//! End-to-end pipeline: extract, fan out, gate, branch

use crate::coordinator::RetrievalCoordinator;
use crate::events::{EventSink, PipelineOutcome};
use crate::gate::ResultGate;
use crate::prompts;
use catalogchat_core::tokens::TokenLedger;
use catalogchat_core::traits::{LlmProvider, ReportGenerator};
use catalogchat_core::types::{
    AggregatedDocument, GateDecision, Source, TokenUsageRecord, Verdict,
};
use std::sync::Arc;
use std::time::Instant;
use tracing::{error, info, warn};

/// Answer returned when everything else has failed; the worst-case
/// observable outcome of any run
const NO_INFORMATION_ANSWER: &str =
    "No relevant information about this question was found in the catalog.";

/// Everything one pipeline run produced
#[derive(Debug)]
pub struct PipelineRun {
    pub outcome: PipelineOutcome,
    pub decision: GateDecision,
    pub documents: Vec<AggregatedDocument>,
}

/// The full question-answering pipeline over the three retrieval
/// backends. No error in any stage terminates the run.
pub struct CatalogPipeline {
    coordinator: RetrievalCoordinator,
    gate: ResultGate,
    llm: Arc<dyn LlmProvider>,
    reports: Arc<dyn ReportGenerator>,
    ledger: Arc<TokenLedger>,
}

impl CatalogPipeline {
    pub fn new(
        coordinator: RetrievalCoordinator,
        gate: ResultGate,
        llm: Arc<dyn LlmProvider>,
        reports: Arc<dyn ReportGenerator>,
        ledger: Arc<TokenLedger>,
    ) -> Self {
        Self {
            coordinator,
            gate,
            llm,
            reports,
            ledger,
        }
    }

    /// Token usage accumulated across this pipeline's calls
    pub fn ledger(&self) -> &TokenLedger {
        &self.ledger
    }

    pub async fn run(&self, query: &str, session_id: &str, events: &EventSink) -> PipelineRun {
        info!("Pipeline run for session {session_id}");

        let documents = self.coordinator.run(query, session_id, events).await;
        let decision = self.gate.classify(&documents, query).await;
        events.progress("gate", format!("relevance verdict: {}", decision.verdict));

        let outcome = match decision.verdict {
            Verdict::Yes => self.generate_report(query, session_id, &documents, events).await,
            // Unknown currently takes the same branch as no; the
            // distinction is preserved in the decision itself
            Verdict::No | Verdict::Unknown => PipelineOutcome::Answer {
                text: self.synthesize_answer(query, &documents).await,
            },
        };

        events.outcome(outcome.clone());

        PipelineRun {
            outcome,
            decision,
            documents,
        }
    }

    /// Hand the per-source cache entries to the report generator; on
    /// failure, degrade to a synthesized answer rather than erroring
    async fn generate_report(
        &self,
        query: &str,
        session_id: &str,
        documents: &[AggregatedDocument],
        events: &EventSink,
    ) -> PipelineOutcome {
        let sources = Source::RETRIEVAL_SOURCES.to_vec();
        events.progress("report", "generating report from cached results");

        match self.reports.generate(session_id, &sources).await {
            Ok(artifact) => PipelineOutcome::Report {
                reference: artifact.reference,
                sources,
            },
            Err(e) => {
                error!("Report generation failed, answering directly instead: {e}");
                PipelineOutcome::Answer {
                    text: self.synthesize_answer(query, documents).await,
                }
            }
        }
    }

    async fn synthesize_answer(&self, query: &str, documents: &[AggregatedDocument]) -> String {
        let rendered = documents
            .iter()
            .map(AggregatedDocument::render)
            .collect::<Vec<_>>()
            .join("\n\n");

        let prompt = prompts::format_prompt(
            prompts::ANSWER,
            &[("query", query), ("documents", &rendered)],
        );

        let started = Instant::now();
        match self.llm.generate(&prompt).await {
            Ok(response) => {
                if let Some(usage) = response.usage {
                    self.ledger.record(TokenUsageRecord {
                        source: Source::System,
                        model: response.model.clone(),
                        input_tokens: usage.input_tokens,
                        output_tokens: usage.output_tokens,
                        execution_time_secs: Some(started.elapsed().as_secs_f64()),
                    });
                }
                response.text
            }
            Err(e) => {
                warn!("Answer synthesis failed: {e}");
                NO_INFORMATION_ANSWER.to_string()
            }
        }
    }
}

#[cfg(test)]
mod tests {
    use super::*;
    use crate::coordinator::ScriptedRetriever;
    use crate::intent::IntentExtractor;
    use crate::llm::MockLlmProvider;
    use async_trait::async_trait;
    use catalogchat_core::config::CacheConfig;
    use catalogchat_core::error::{Error, Result};
    use catalogchat_core::traits::{ReportArtifact, Retriever, SessionStore};
    use catalogchat_core::types::RetrievalResult;
    use catalogchat_storage::InMemorySessionStore;
    use std::sync::atomic::{AtomicBool, Ordering};

    struct MockReportGenerator {
        fail: AtomicBool,
    }

    impl MockReportGenerator {
        fn new() -> Self {
            Self {
                fail: AtomicBool::new(false),
            }
        }
    }

    #[async_trait]
    impl ReportGenerator for MockReportGenerator {
        async fn generate(&self, session_id: &str, _sources: &[Source]) -> Result<ReportArtifact> {
            if self.fail.load(Ordering::SeqCst) {
                return Err(Error::report("renderer offline"));
            }
            Ok(ReportArtifact {
                reference: format!("reports/{session_id}.xlsx"),
            })
        }
    }

    /// llm replies, in call order: intent, gate, then answer if reached
    fn pipeline(replies: &[&str], report_fail: bool) -> CatalogPipeline {
        let llm = Arc::new(MockLlmProvider::new());
        for reply in replies {
            llm.push_reply(*reply);
        }

        let ledger = Arc::new(TokenLedger::new());
        let intent = IntentExtractor::new(llm.clone(), ledger.clone());
        let retriever = Arc::new(ScriptedRetriever::new(
            Source::Vector,
            vec![Ok(vec![RetrievalResult::new(
                "employees artifact",
                1.0,
                Source::Vector,
            )])],
        )) as Arc<dyn Retriever>;
        let cache = Arc::new(InMemorySessionStore::new()) as Arc<dyn SessionStore>;
        let coordinator = RetrievalCoordinator::new(
            intent,
            vec![retriever],
            cache,
            &CacheConfig::default(),
        );
        let gate = ResultGate::new(llm.clone(), ledger.clone());

        let reports = MockReportGenerator::new();
        reports.fail.store(report_fail, Ordering::SeqCst);

        CatalogPipeline::new(coordinator, gate, llm, Arc::new(reports), ledger)
    }

    #[tokio::test]
    async fn test_yes_verdict_triggers_report() {
        let pipeline = pipeline(&[r#"{"item1": "employees"}"#, "yes"], false);
        let run = pipeline
            .run("show employees report", "s-1", &EventSink::disabled())
            .await;

        assert_eq!(run.decision.verdict, Verdict::Yes);
        match run.outcome {
            PipelineOutcome::Report { reference, sources } => {
                assert_eq!(reference, "reports/s-1.xlsx");
                assert_eq!(sources.len(), 3);
            }
            other => panic!("expected report outcome, got {other:?}"),
        }
    }

    #[tokio::test]
    async fn test_no_verdict_synthesizes_answer() {
        let pipeline = pipeline(
            &[
                r#"{"item1": "employees"}"#,
                "no",
                "The employees table holds staff records.",
            ],
            false,
        );
        let run = pipeline
            .run("what is employees?", "s-1", &EventSink::disabled())
            .await;

        assert_eq!(run.decision.verdict, Verdict::No);
        match run.outcome {
            PipelineOutcome::Answer { text } => {
                assert!(text.contains("staff records"));
            }
            other => panic!("expected answer outcome, got {other:?}"),
        }
    }

    #[tokio::test]
    async fn test_unknown_verdict_takes_answer_branch() {
        let pipeline = pipeline(
            &[r#"{"item1": "employees"}"#, "maybe", "Best-effort answer."],
            false,
        );
        let run = pipeline.run("unclear", "s-1", &EventSink::disabled()).await;

        assert_eq!(run.decision.verdict, Verdict::Unknown);
        assert!(matches!(run.outcome, PipelineOutcome::Answer { .. }));
    }

    #[tokio::test]
    async fn test_report_failure_degrades_to_answer() {
        let pipeline = pipeline(
            &[r#"{"item1": "employees"}"#, "yes", "Fallback answer."],
            true,
        );
        let run = pipeline.run("report", "s-1", &EventSink::disabled()).await;

        assert_eq!(run.decision.verdict, Verdict::Yes);
        match run.outcome {
            PipelineOutcome::Answer { text } => assert!(text.contains("Fallback")),
            other => panic!("expected answer outcome, got {other:?}"),
        }
    }

    #[tokio::test]
    async fn test_total_llm_failure_still_answers() {
        // Intent, gate, and synthesis all fail; the run still resolves
        let llm = Arc::new(MockLlmProvider::new());
        let ledger = Arc::new(TokenLedger::new());
        let intent = IntentExtractor::new(llm.clone(), ledger.clone());
        let retriever = Arc::new(ScriptedRetriever::new(Source::Vector, vec![Ok(vec![])]))
            as Arc<dyn Retriever>;
        let cache = Arc::new(InMemorySessionStore::new()) as Arc<dyn SessionStore>;
        let coordinator =
            RetrievalCoordinator::new(intent, vec![retriever], cache, &CacheConfig::default());
        let gate = ResultGate::new(llm.clone(), ledger.clone());
        let pipeline = CatalogPipeline::new(
            coordinator,
            gate,
            llm,
            Arc::new(MockReportGenerator::new()),
            ledger,
        );

        let run = pipeline.run("query", "s-1", &EventSink::disabled()).await;
        assert_eq!(run.decision.verdict, Verdict::Unknown);
        match run.outcome {
            PipelineOutcome::Answer { text } => {
                assert_eq!(text, NO_INFORMATION_ANSWER);
            }
            other => panic!("expected answer outcome, got {other:?}"),
        }
    }

    #[tokio::test]
    async fn test_outcome_event_emitted_last() {
        use crate::events::PipelineEvent;

        let pipeline = pipeline(
            &[r#"{"item1": "employees"}"#, "no", "Answer text."],
            false,
        );
        let (sink, mut rx) = EventSink::channel();
        pipeline.run("query", "s-1", &sink).await;

        let mut events = Vec::new();
        while let Ok(event) = rx.try_recv() {
            events.push(event);
        }
        assert!(events.len() >= 3);
        assert!(matches!(events.last(), Some(PipelineEvent::Outcome(_))));
        // Everything before the outcome is progress
        for event in &events[..events.len() - 1] {
            assert!(matches!(event, PipelineEvent::Progress { .. }));
        }
    }
}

□ □ □ □ □ □ □

# [Exercise aim]
Select every line above that contains the word "synthesis", and copy it.

# [Output]
                warn!("Answer synthesis failed: {e}");
        // Intent, gate, and synthesis all fail; the run still resolves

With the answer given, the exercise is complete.